- [What you have to do] Where does the string "PollOutcome" appear in the listing below? Copy every line where it does.

- [Task input]
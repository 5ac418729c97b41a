use wasm_bindgen::JsCast;
use wasm_bindgen::prelude::*;
use web_sys::{Storage, Window};

/// Retrieve the global `window` object.
///
/// # Errors
/// Returns an error when running outside a browser context.
pub fn window() -> Result<Window, JsValue> {
    web_sys::window().ok_or_else(|| JsValue::from_str("`window` is unavailable"))
}

/// Convert a JavaScript value into a readable string for error reporting.
#[must_use]
pub fn js_error_message(value: &JsValue) -> String {
    value
        .as_string()
        .or_else(|| {
            value
                .dyn_ref::<js_sys::Error>()
                .map(|err| err.message().into())
        })
        .unwrap_or_else(|| format!("{value:?}"))
}

/// Access the browser `localStorage` handle.
///
/// # Errors
/// Returns an error if the browser window cannot be accessed or `localStorage` is unavailable
/// (private browsing modes may refuse it).
pub fn local_storage() -> Result<Storage, JsValue> {
    window()?
        .local_storage()?
        .ok_or_else(|| JsValue::from_str("localStorage unavailable"))
}
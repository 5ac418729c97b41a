#![forbid(unsafe_code)]
//! Browser bindings for Cozy Block: a `localStorage` store, a `Date.now()`
//! clock, a console logger and the [`app::CozyApp`] facade the front end
//! drives.

#[cfg(target_arch = "wasm32")]
use wasm_bindgen::prelude::*;

pub mod app;
pub mod clock;
pub mod dom;
pub mod logger;
pub mod storage;
pub mod ticker;

pub use app::CozyApp;
pub use clock::BrowserClock;
pub use storage::{WebStore, WebStoreError};

#[cfg(target_arch = "wasm32")]
#[wasm_bindgen(start)]
pub fn start() {
    #[cfg(feature = "console_error_panic_hook")]
    console_error_panic_hook::set_once();
    let level = if cfg!(debug_assertions) {
        log::LevelFilter::Debug
    } else {
        log::LevelFilter::Info
    };
    logger::init(level);
}
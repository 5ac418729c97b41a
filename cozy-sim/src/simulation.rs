use std::cell::Cell;
use std::rc::Rc;

use anyhow::{Context, Result, bail, ensure};
use cozy_core::{
    Clock, CozyEngine, CozyError, HomeSnapshot, KeyValueStore, ManualClock, MissionStatus,
    PollOutcome, SystemClock,
};
use serde::Serialize;

/// What one simulator invocation should do.
#[derive(Debug, Clone, PartialEq)]
pub struct SimulationPlan {
    pub missions: u32,
    pub minutes: f64,
    pub seed: u64,
    pub strategy: Option<String>,
    pub purchases: Vec<String>,
    pub fresh: bool,
}

#[derive(Debug, Clone, PartialEq, Serialize)]
#[serde(rename_all = "camelCase")]
pub struct MissionRecord {
    pub index: u32,
    pub flowers: u64,
    pub balance: u64,
    pub unlocked: Option<String>,
}

#[derive(Debug, Clone, PartialEq, Serialize)]
#[serde(rename_all = "camelCase")]
pub struct PurchaseRecord {
    pub outfit: String,
    pub success: bool,
    pub detail: String,
}

#[derive(Debug, Clone, PartialEq, Serialize)]
#[serde(rename_all = "camelCase")]
pub struct SimulationReport {
    pub seed: u64,
    pub minutes_per_mission: f64,
    pub starting_balance: u64,
    pub missions: Vec<MissionRecord>,
    pub purchases: Vec<PurchaseRecord>,
    pub events_seen: u32,
    pub profile: HomeSnapshot,
}

impl SimulationReport {
    #[must_use]
    pub fn total_flowers(&self) -> u64 {
        self.missions.iter().map(|m| m.flowers).sum()
    }

    pub fn drops(&self) -> impl Iterator<Item = &str> {
        self.missions.iter().filter_map(|m| m.unlocked.as_deref())
    }
}

/// Run `plan` against `store` with a simulated clock.
///
/// # Errors
/// Fails on invalid plan input (duration, strategy, unknown outfit ids) or
/// when the store rejects a write.
pub fn run<S: KeyValueStore>(store: S, plan: &SimulationPlan) -> Result<SimulationReport> {
    let clock = ManualClock::new(SystemClock.now_ms());
    let engine = CozyEngine::new(store, clock.clone(), plan.seed);

    let events_seen = Rc::new(Cell::new(0_u32));
    let counter = Rc::clone(&events_seen);
    engine
        .events()
        .subscribe(move |_| counter.set(counter.get().saturating_add(1)));

    if plan.fresh {
        engine.reset_demo().context("failed to reset the profile")?;
    }
    if engine.mission_status() != MissionStatus::Idle {
        log::warn!("store held an unfinished mission, returning home first");
        engine.return_home()?;
    }
    if let Some(id) = plan.strategy.as_deref() {
        engine.select_strategy(id)?;
    }

    let starting_balance = engine.ledger().balance();
    let mut missions = Vec::new();
    for index in 1..=plan.missions {
        engine
            .start_mission(true, Some(plan.minutes))
            .with_context(|| format!("mission {index} did not start"))?;
        clock.advance_minutes(plan.minutes);
        let outcome = engine.poll()?;
        ensure!(
            outcome == PollOutcome::Finished,
            "mission {index} still running after its full duration: {outcome:?}"
        );
        let summary = engine.claim_rewards()?;
        let unlocked = engine.take_pending_unlock()?.map(|o| o.id.to_string());
        log::debug!(
            "mission {index}: +{} flowers, drop {:?}",
            summary.flowers,
            unlocked
        );
        missions.push(MissionRecord {
            index,
            flowers: summary.flowers,
            balance: summary.balance,
            unlocked,
        });
    }

    let mut purchases = Vec::new();
    for id in &plan.purchases {
        purchases.push(match engine.purchase_outfit(id) {
            Ok(outfit) => PurchaseRecord {
                outfit: outfit.id.to_string(),
                success: true,
                detail: format!("bought {}", outfit.name),
            },
            Err(err @ CozyError::UnknownOutfit(_)) => bail!(err),
            Err(err) => PurchaseRecord {
                outfit: id.clone(),
                success: false,
                detail: err.to_string(),
            },
        });
    }

    Ok(SimulationReport {
        seed: plan.seed,
        minutes_per_mission: plan.minutes,
        starting_balance,
        missions,
        purchases,
        events_seen: events_seen.get(),
        profile: engine.snapshot(),
    })
}

#[cfg(test)]
mod tests {
    use super::*;
    use cozy_core::MemoryStore;

    fn plan() -> SimulationPlan {
        SimulationPlan {
            missions: 3,
            minutes: 15.0,
            seed: 1337,
            strategy: None,
            purchases: Vec::new(),
            fresh: false,
        }
    }

    #[test]
    fn pays_ten_flowers_per_minute_per_mission() {
        let report = run(MemoryStore::new(), &plan()).unwrap();
        assert_eq!(report.missions.len(), 3);
        assert_eq!(report.total_flowers(), 450);
        assert_eq!(report.profile.balance, 450);
        assert_eq!(report.missions[1].balance, 300);
        assert_eq!(report.profile.mission_status, MissionStatus::Idle);
        assert!(report.events_seen >= 9);
    }

    #[test]
    fn same_seed_same_drops() {
        let first = run(MemoryStore::new(), &plan()).unwrap();
        let second = run(MemoryStore::new(), &plan()).unwrap();
        assert_eq!(
            first.drops().collect::<Vec<_>>(),
            second.drops().collect::<Vec<_>>()
        );
    }

    #[test]
    fn every_drop_is_owned_and_unique() {
        let report = run(
            MemoryStore::new(),
            &SimulationPlan {
                missions: 8,
                minutes: 240.0,
                ..plan()
            },
        )
        .unwrap();
        let drops: Vec<_> = report.drops().collect();
        assert_eq!(drops.len(), 4, "four reward-only outfits, all drop at 4h");
        for id in drops {
            assert!(report.profile.unlocked_outfits.iter().any(|o| o == id));
        }
    }

    #[test]
    fn profile_carries_over_unless_fresh() {
        let store = MemoryStore::new();
        run(store.clone(), &plan()).unwrap();
        let again = run(store.clone(), &plan()).unwrap();
        assert_eq!(again.starting_balance, 450);
        assert_eq!(again.profile.balance, 900);

        let fresh = run(store, &SimulationPlan { fresh: true, ..plan() }).unwrap();
        assert_eq!(fresh.starting_balance, 0);
    }

    #[test]
    fn purchases_record_failures_but_reject_unknown_ids() {
        let report = run(
            MemoryStore::new(),
            &SimulationPlan {
                purchases: vec!["cool_cat".into(), "gamer_mode".into(), "dark_mode".into()],
                strategy: Some("spicy".into()),
                ..plan()
            },
        )
        .unwrap();
        assert!(report.purchases[0].success);
        assert!(!report.purchases[1].success);
        assert!(report.purchases[1].detail.contains("need 400"));
        assert!(!report.purchases[2].success);
        assert_eq!(report.profile.strategy, "spicy");
        assert_eq!(report.profile.balance, 300);

        let err = run(
            MemoryStore::new(),
            &SimulationPlan {
                purchases: vec!["tuxedo".into()],
                ..plan()
            },
        )
        .unwrap_err();
        assert!(err.to_string().contains("tuxedo"));
    }

    #[test]
    fn invalid_input_is_an_error() {
        assert!(run(MemoryStore::new(), &SimulationPlan { minutes: 0.0, ..plan() }).is_err());
        assert!(
            run(
                MemoryStore::new(),
                &SimulationPlan {
                    strategy: Some("yolo".into()),
                    ..plan()
                }
            )
            .is_err()
        );
    }
}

- [Output]
    PollOutcome, SystemClock,
            outcome == PollOutcome::Finished,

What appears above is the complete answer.